En otro plano de mi terrenal cotidianidad, el fin de semana pasado para ser exacta, olvidé en el atelier de un amigo el cargador de mi iPhone, okupa inamovible en el pequeño caos de mi coquetería. Sin cable de repuesto ni batería a la vista, me envolvió un halo de sensaciones encontradas. Prevaleció un vertiginoso desasosiego, por lo que me sumergí sin màs en un ruidoso bar en pleno San Telmo.
Me tirè de cabeza en la única mesa libre, a pesar de una pareja de turistas que aguardaban con su paciencia suiza. Afuera, caía sobre la ciudad otro domingo de marzo, como una hoja màs de ese otoño a medio estrenar. Adentro, como en un cuadro de Hopper, representado esa vez por unos cuantos porteños de carne y smartphone. Gente mirando sus celulares sin importarles lo que sucede alrededor. Tan solos.

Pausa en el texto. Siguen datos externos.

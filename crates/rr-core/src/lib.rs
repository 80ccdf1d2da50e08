//! Core results computation for race timing.
//!
//! This crate turns entries and raw finish records into published results:
//! - Ingestion: parsing timing feeds and checking bibs against the entries
//! - Recovery: interpolating missing times and guessing missing bib numbers
//! - Resolution: per-segment starts and durations, including mass starts
//! - Ranking: overall and leg standings with tie-breaks and dead heats
//! - Prizes: two-pass allocation across categories with exclusivity
//!
//! [`compute`] runs the whole pipeline for one race.

pub mod category;
pub mod engine;
pub mod entry;
pub mod error;
pub mod ingest;
pub mod prizes;
pub mod race;
pub mod ranking;
pub mod recovery;
pub mod resolution;
pub mod time;
pub mod types;

pub use category::{CategoryRegistry, EntryCategory, PrizeCategory};
pub use engine::{RaceResults, TimingFeeds, compute};
pub use entry::{Entries, Entry, parse_entries};
pub use error::{ConfigurationError, ConsistencyError, EngineError, IngestionError};
pub use ingest::{FeedSource, RawResult, RawResults, TimingFeed};
pub use prizes::PrizeList;
pub use race::{Race, RaceFormat};
pub use ranking::{LegResult, OverallResult};
pub use resolution::SegmentResult;
pub use time::{Performance, RaceTime, TimeError};
pub use types::{Bib, CategoryCode, ValidationError};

Tan acompañados. Tan lejanos. Mientras tanto, adentro y afuera, la vida que no espera.
Ojalá entendiéramos que detrás de ese cuadro ( y de estas letras) hay un corazón que late. Ojalá entendiéramos. Que el medio no es el mensaje, que hace falta más que tecnología para sentirnos menos solos. Más gente.
Que necesitamos mirarnos a los ojos. Darnos la mano, sentarnos en ese café a charlar porque sí y que ese porque sí, sea suficiente razón para juntarnos.
Pasamos jornadas enteras colgados en la web, relatando la vida en vez de vivirla. Comentando un show en vez de escucharlo. Mostrando a los demàs que estamos vivos, pero sin decírnoslo a nosotros mismos, precisamente viviendo. Disparamos rayos con el control remoto, devotos del zappineo y de la vida de a sorbos.
No es caer en extremismo banal ni en crítica de pacotilla. Tampoco reniego de la tecnología. Es quizàs una autocrítica sincera.
Por eso, y mal que le pese a mi tecnicidad, planto en el aire esta canción como bandera. Todavía me emocionan ciertas voces. Todavía creo en mirar a los ojos.
Me imagino en este mismo café, con vos. O tal vez con vos. charlando pavadas, riéndonos, sólo porque sí. A carcajada pura. O en el silencio de miradas cruzadas de absoluta complicidad.
Sólo un instante. La vida es una imagen de un sólo flash. Sin repuesto. Como nuestros días.
A fin de cuentas, somos humanos, no?